▶ _Saved entries_

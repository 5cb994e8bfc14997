use crate::fs::attr::FileAttr;
use crate::fs::error::{FsError, FsResult};
use crate::fs::path;
use crate::fs::resolver::{self, Resolution};
use crate::fs::roots::BackingRoots;

/// Receives directory entry names during enumeration. `push` returns
/// whether the collector can accept more entries.
pub trait EntryCollector {
    fn push(&mut self, name: &str) -> bool;
}

/// The overlay core: the three protocol operations over an ordered set of
/// backing roots. Holds no mutable state, so concurrent requests need no
/// locks.
pub struct OverlayFs {
    roots: BackingRoots,
}

impl OverlayFs {
    pub fn new(roots: BackingRoots) -> Self {
        Self { roots }
    }

    pub fn roots(&self) -> &BackingRoots {
        &self.roots
    }

    /// Attribute query. Directories pass through with their real metadata;
    /// anything else is presented as a symlink to its real location.
    pub fn get_attr(&self, path: &str) -> FsResult<FileAttr> {
        match resolver::resolve(&self.roots, path) {
            Resolution::Hit { real_path, metadata } => {
                if metadata.is_dir() {
                    Ok(FileAttr::from_metadata(&metadata))
                } else {
                    Ok(FileAttr::link_to(&real_path, &metadata))
                }
            }
            Resolution::Miss => Err(FsError::NotFound(path.to_string())),
            Resolution::Failure(err) => Err(err),
        }
    }

    /// Link-target query. Only non-directory hits are links. The target is
    /// never truncated to fit `capacity`; an over-long target fails whole.
    pub fn read_link(&self, path: &str, capacity: usize) -> FsResult<String> {
        if capacity == 0 {
            return Err(FsError::InvalidArgument(format!("Zero-capacity link buffer for {path}")));
        }

        match resolver::resolve(&self.roots, path) {
            Resolution::Hit { real_path, metadata } => {
                if metadata.is_dir() {
                    return Err(FsError::NotALink(path.to_string()));
                }
                if real_path.is_empty() {
                    return Err(FsError::InvalidArgument(format!("Empty link target for {path}")));
                }
                if real_path.len() > capacity {
                    return Err(FsError::InsufficientCapacity {
                        needed: real_path.len(),
                        capacity,
                    });
                }
                Ok(real_path)
            }
            Resolution::Miss => Err(FsError::NotALink(path.to_string())),
            Resolution::Failure(err) => Err(err),
        }
    }

    /// Directory enumeration, strictly from the primary root. Entries that
    /// exist only under other roots are not merged in.
    pub fn read_dir(&self, path: &str, collector: &mut dyn EntryCollector) -> FsResult<()> {
        if !path::is_wellformed(path) {
            return Err(FsError::NotFound(path.to_string()));
        }

        let real_path = path::join_real(self.roots.primary(), path);
        let Ok(entries) = std::fs::read_dir(&real_path) else {
            return Err(FsError::NotFound(path.to_string()));
        };

        for entry in entries {
            let entry = entry.map_err(|err| FsError::from_io(&err, &real_path))?;
            let name = entry.file_name().to_string_lossy().into_owned();
            if !collector.push(&name) {
                break;
            }
        }

        Ok(())
    }
}
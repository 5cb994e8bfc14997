pub mod attr;
pub mod error;
pub mod operations;
pub mod path;
pub mod resolver;
pub mod roots;

pub use attr::{FileAttr, FileType};
pub use error::{FsError, FsResult};
pub use operations::{EntryCollector, OverlayFs};
pub use resolver::{Resolution, resolve};
pub use roots::BackingRoots;
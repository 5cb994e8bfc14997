/// A virtual path is usable iff it is non-empty, absolute, and free of
/// NUL bytes. Ill-formed paths never reach a backing root.
pub fn is_wellformed(path: &str) -> bool {
    !path.is_empty() && path.starts_with('/') && !path.contains('\0')
}

/// Join a backing root with a virtual path. The root carries no trailing
/// separator and the virtual path starts with one, so concatenation is
/// exact.
pub fn join_real(root: &str, virtual_path: &str) -> String {
    let mut real = String::with_capacity(root.len() + virtual_path.len());
    real.push_str(root);
    real.push_str(virtual_path);
    real
}
// FUSE interface implementation
//
// This module exposes the overlay core through the kernel's filesystem
// protocol: the adapter translates inode-based callbacks into the core's
// path-based operations, and mount management runs the session.

pub mod adapter;
pub mod mount;

pub use adapter::OverlayAdapter;
pub use mount::{MountOptions, mount};
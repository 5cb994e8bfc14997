// FUSE mount management
//
// Translates mount options and runs the blocking mount session.

use super::OverlayAdapter;
use crate::fs::OverlayFs;
use anyhow::{Context, Result};
use std::path::Path;

/// Mount options for the overlay
#[derive(Debug, Clone)]
pub struct MountOptions {
    /// Allow other users to access the filesystem
    pub allow_other: bool,

    /// Allow root to access the filesystem
    pub allow_root: bool,

    /// Filesystem name (for mtab)
    pub fsname: Option<String>,

    /// Auto-unmount on process exit
    pub auto_unmount: bool,
}

impl Default for MountOptions {
    fn default() -> Self {
        Self {
            allow_other: false,
            allow_root: false,
            fsname: Some("signpostfs".to_string()),
            auto_unmount: true,
        }
    }
}

impl MountOptions {
    /// Convert to fuser mount options. Every mount is read-only; the
    /// overlay has no write path.
    fn to_fuser_options(&self) -> Vec<fuser::MountOption> {
        let mut options = vec![fuser::MountOption::RO];

        if self.allow_other {
            options.push(fuser::MountOption::AllowOther);
        }

        if self.allow_root {
            options.push(fuser::MountOption::AllowRoot);
        }

        if let Some(ref fsname) = self.fsname {
            options.push(fuser::MountOption::FSName(fsname.clone()));
        }

        if self.auto_unmount {
            options.push(fuser::MountOption::AutoUnmount);
        }

        options
    }
}

/// Mount the overlay at `mountpoint` and serve requests until the
/// filesystem is unmounted.
pub fn mount(overlay: OverlayFs, mountpoint: impl AsRef<Path>, options: MountOptions) -> Result<()> {
    let mountpoint = mountpoint.as_ref();

    if !mountpoint.exists() {
        anyhow::bail!("Mount point does not exist: {}", mountpoint.display());
    }

    if !mountpoint.is_dir() {
        anyhow::bail!("Mount point is not a directory: {}", mountpoint.display());
    }

    let adapter = OverlayAdapter::new(overlay);
    let fuser_options = options.to_fuser_options();

    tracing::info!("Mounting signpostfs at {}", mountpoint.display());

    fuser::mount2(adapter, mountpoint, &fuser_options).context("Failed to mount filesystem")?;

    tracing::info!("Filesystem unmounted");

    Ok(())
}
use std::path::PathBuf;

pub type Result<T> = std::result::Result<T, Error>;

#[derive(Debug, thiserror::Error)]
pub enum Error {
    #[error("Input file not found: {}", path.display())]
    InputNotFound { path: PathBuf },

    #[error("I/O error reading {}: {source}", path.display())]
    Io {
        path: PathBuf,
        #[source]
        source: std::io::Error,
    },

    #[error("Malformed XML document: {message}")]
    MalformedDocument { message: String },

    #[error("No altimetry data could be extracted from the XML document")]
    MissingAltimetryData,

    #[error("Malformed numeric value in <{field}>: {value:?}")]
    MalformedNumericValue { field: String, value: String },

    #[error("No coordinates could be extracted from the XML document. Check element names and namespaces")]
    MissingCoordinates,
}

impl From<roxmltree::Error> for Error {
    fn from(value: roxmltree::Error) -> Self {
        Self::MalformedDocument {
            message: value.to_string(),
        }
    }
}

▶ _Exercise requirements_
Filter the records above and return every line that holds the word "FsResult".

▶ _Answer box_
use crate::fs::error::{FsError, FsResult};
    pub fn get_attr(&self, path: &str) -> FsResult<FileAttr> {
    pub fn read_link(&self, path: &str, capacity: usize) -> FsResult<String> {
    pub fn read_dir(&self, path: &str, collector: &mut dyn EntryCollector) -> FsResult<()> {
pub use error::{FsError, FsResult};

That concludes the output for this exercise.